All vacuum flavors take the object's write lock. Normal ops block for the duration of the rebuild.

Response: {"status":"vacuumed","object":"...","compact":true|false,"splits":N}.

truncate

Delete all records; schema and indexes survive.

{"mode":"truncate","dir":"<dir>","object":"<obj>"}
  • Fast: zeroes out every shard's Zone A + Zone B metadata, resets counts to 0.
  • Indexes are emptied.
  • Field schema (including tombstones) stays intact.

Response: {"status":"truncated","object":"..."}.

recount

Rescans every shard, counts live/tombstoned slots, and rewrites metadata/counts.
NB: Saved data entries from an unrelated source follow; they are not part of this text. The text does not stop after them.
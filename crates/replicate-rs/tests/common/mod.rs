//! Scripted API server for integration tests.
//!
//! Runs a real axum server on a random local port, on its own thread and
//! runtime, so both blocking and async tests can talk to it. Each
//! `(method, path)` has a queue of replies; the last reply of a queue repeats
//! forever. Every request is recorded for assertions.

#![allow(dead_code)]

use std::collections::{HashMap, VecDeque};
use std::io;
use std::sync::{Arc, Mutex};
use std::time::Duration;

use axum::Router;
use axum::body::{Body, Bytes};
use axum::extract::State;
use axum::http::{HeaderMap, HeaderName, HeaderValue, Method, StatusCode, Uri};
use axum::response::{IntoResponse, Response};
use futures::{StreamExt, stream};
use replicate_rs::{ClientConfig, RetryConfig};
use serde_json::{Value, json};

#[derive(Debug, Clone)]
pub struct Reply {
    pub status: u16,
    pub headers: Vec<(String, String)>,
    pub body: String,
    /// Reset the connection after sending `body`.
    pub abort: bool,
}

impl Reply {
    pub fn json(status: u16, body: Value) -> Self {
        Self {
            status,
            headers: vec![("content-type".into(), "application/json".into())],
            body: body.to_string(),
            abort: false,
        }
    }

    pub fn ok(body: Value) -> Self {
        Self::json(200, body)
    }

    pub fn status(status: u16) -> Self {
        Self::json(status, json!({"status": status, "detail": "scripted failure"}))
    }

    /// An event stream whose body is `events`, already framed.
    pub fn sse(events: &str) -> Self {
        Self {
            status: 200,
            headers: vec![("content-type".into(), "text/event-stream".into())],
            body: events.to_string(),
            abort: false,
        }
    }

    /// Send the body, then fail the connection instead of ending it cleanly.
    pub fn aborting(mut self) -> Self {
        self.abort = true;
        self
    }

    pub fn with_header(mut self, name: &str, value: &str) -> Self {
        self.headers.push((name.into(), value.into()));
        self
    }
}

impl IntoResponse for Reply {
    fn into_response(self) -> Response {
        let body = if self.abort {
            let head = Bytes::from(self.body);
            // The pause lets the first chunk reach the client before the reset.
            let chunks = stream::once(async move { Ok::<_, io::Error>(head) }).chain(stream::once(async {
                tokio::time::sleep(Duration::from_millis(50)).await;
                Err(io::Error::new(io::ErrorKind::ConnectionReset, "scripted reset"))
            }));
            Body::from_stream(chunks)
        } else {
            Body::from(self.body)
        };
        let mut response = Response::new(body);
        *response.status_mut() = StatusCode::from_u16(self.status).unwrap_or(StatusCode::INTERNAL_SERVER_ERROR);
        for (name, value) in self.headers {
            if let (Ok(name), Ok(value)) = (name.parse::<HeaderName>(), value.parse::<HeaderValue>()) {
                response.headers_mut().insert(name, value);
            }
        }
        response
    }
}

#[derive(Debug, Clone)]
pub struct Recorded {
    pub method: String,
    pub path: String,
    pub query: Option<String>,
    pub headers: HeaderMap,
    pub body: String,
}

impl Recorded {
    pub fn json(&self) -> Value {
        serde_json::from_str(&self.body).unwrap_or(Value::Null)
    }

    pub fn header(&self, name: &str) -> Option<&str> {
        self.headers.get(name).and_then(|v| v.to_str().ok())
    }
}

#[derive(Default)]
struct Script {
    routes: HashMap<(String, String), VecDeque<Reply>>,
    requests: Vec<Recorded>,
}

type Shared = Arc<Mutex<Script>>;

pub struct MockServer {
    base: String,
    script: Shared,
    shutdown: Option<tokio::sync::oneshot::Sender<()>>,
}

impl MockServer {
    pub fn start() -> Self {
        let script: Shared = Arc::default();
        let (addr_tx, addr_rx) = std::sync::mpsc::channel();
        let (shutdown_tx, shutdown_rx) = tokio::sync::oneshot::channel::<()>();
        let state = script.clone();
        std::thread::spawn(move || {
            let runtime = tokio::runtime::Builder::new_multi_thread()
                .worker_threads(2)
                .enable_all()
                .build()
                .unwrap();
            runtime.block_on(async move {
                let listener = tokio::net::TcpListener::bind("127.0.0.1:0").await.unwrap();
                addr_tx.send(listener.local_addr().unwrap()).unwrap();
                let app = Router::new().fallback(handle).with_state(state);
                axum::serve(listener, app)
                    .with_graceful_shutdown(async {
                        let _ = shutdown_rx.await;
                    })
                    .await
                    .unwrap();
            });
        });
        let addr = addr_rx.recv_timeout(Duration::from_secs(10)).unwrap();
        Self {
            base: format!("http://{addr}"),
            script,
            shutdown: Some(shutdown_tx),
        }
    }

    pub fn url(&self) -> &str {
        &self.base
    }

    /// Queue `reply` for `method path`.
    pub fn on(&self, method: &str, path: &str, reply: Reply) -> &Self {
        self.script
            .lock()
            .unwrap()
            .routes
            .entry((method.to_uppercase(), path.to_string()))
            .or_default()
            .push_back(reply);
        self
    }

    pub fn requests(&self) -> Vec<Recorded> {
        self.script.lock().unwrap().requests.clone()
    }

    pub fn hits(&self, method: &str, path: &str) -> usize {
        self.requests()
            .iter()
            .filter(|r| r.method == method.to_uppercase() && r.path == path)
            .count()
    }

    /// Client configuration pointed at this server with fast polling and
    /// near-zero backoff.
    pub fn config(&self) -> ClientConfig {
        ClientConfig::default()
            .with_api_token("r8_test_token")
            .with_base_url(self.base.clone())
            .with_poll_interval(Duration::from_millis(5))
            .with_max_poll_interval(Duration::from_millis(20))
            .with_retry(fast_retry(10))
    }
}

impl Drop for MockServer {
    fn drop(&mut self) {
        if let Some(tx) = self.shutdown.take() {
            let _ = tx.send(());
        }
    }
}

pub fn fast_retry(max_attempts: u32) -> RetryConfig {
    RetryConfig {
        max_attempts,
        backoff_factor: Duration::from_millis(1),
        max_backoff_wait: Duration::from_millis(20),
        ..RetryConfig::default()
    }
}

async fn handle(State(script): State<Shared>, method: Method, uri: Uri, headers: HeaderMap, body: Bytes) -> Response {
    let path = uri.path().to_string();
    let reply = {
        let mut script = script.lock().unwrap();
        script.requests.push(Recorded {
            method: method.to_string(),
            path: path.clone(),
            query: uri.query().map(str::to_string),
            headers,
            body: String::from_utf8_lossy(&body).into_owned(),
        });
        match script.routes.get_mut(&(method.to_string(), path)) {
            Some(queue) if queue.len() > 1 => queue.pop_front(),
            Some(queue) => queue.front().cloned(),
            None => None,
        }
    };
    match reply {
        Some(reply) => reply.into_response(),
        None => Reply::json(404, json!({"title": "Not found", "status": 404})).into_response(),
    }
}

// ── Fixtures ───────────────────────────────────────────────────────

pub fn prediction(base: &str, id: &str, status: &str, output: Value) -> Value {
    json!({
        "id": id,
        "version": "v1",
        "status": status,
        "input": {"prompt": "x"},
        "output": output,
        "logs": "",
        "error": null,
        "created_at": "2024-01-01T00:00:00Z",
        "urls": {
            "get": format!("{base}/v1/predictions/{id}"),
            "cancel": format!("{base}/v1/predictions/{id}/cancel"),
        }
    })
}

pub fn failed_prediction(base: &str, id: &str, error: &str) -> Value {
    let mut p = prediction(base, id, "failed", Value::Null);
    p["error"] = json!(error);
    p["logs"] = json!("Traceback...\n");
    p
}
Use when size returns numbers that look wrong (e.g., after a crash or manual disk edit).

{"mode":"recount","dir":"<dir>","object":"<obj>"}

Response: {"count":N,"orphaned":M}.

backup

Copies the object's data/, indexes/, metadata/, and files/ directories into a timestamped snapshot under the same root.

{"mode":"backup","dir":"<dir>","object":"<obj>"}

Response: {"status":"backed_up","path":"<dir>/<obj>.backup-20260418T153012"}.

Snapshot is a point-in-time copy — in-flight writes after the copy starts may or may not be included. For consistent production backups, pause writes first (or accept best-effort consistency).

Lock model summary

Mutation Lock Blocks
add-field, remove-field, vacuum --compact, vacuum --splits objlock_wrlock All other ops on this object (reads + writes).
rename-field objlock_wrlock Same.
truncate objlock_wrlock Same.
backup, recount objlock_rdlock Only schema mutations.
Normal CRUD / queries objlock_rdlock Only schema mutations.

Held only for the rebuild duration. For multi-second rebuilds, clients see temporarily-blocked queries; consider running these in a maintenance window.

See Concepts → Concurrency for the full locking story.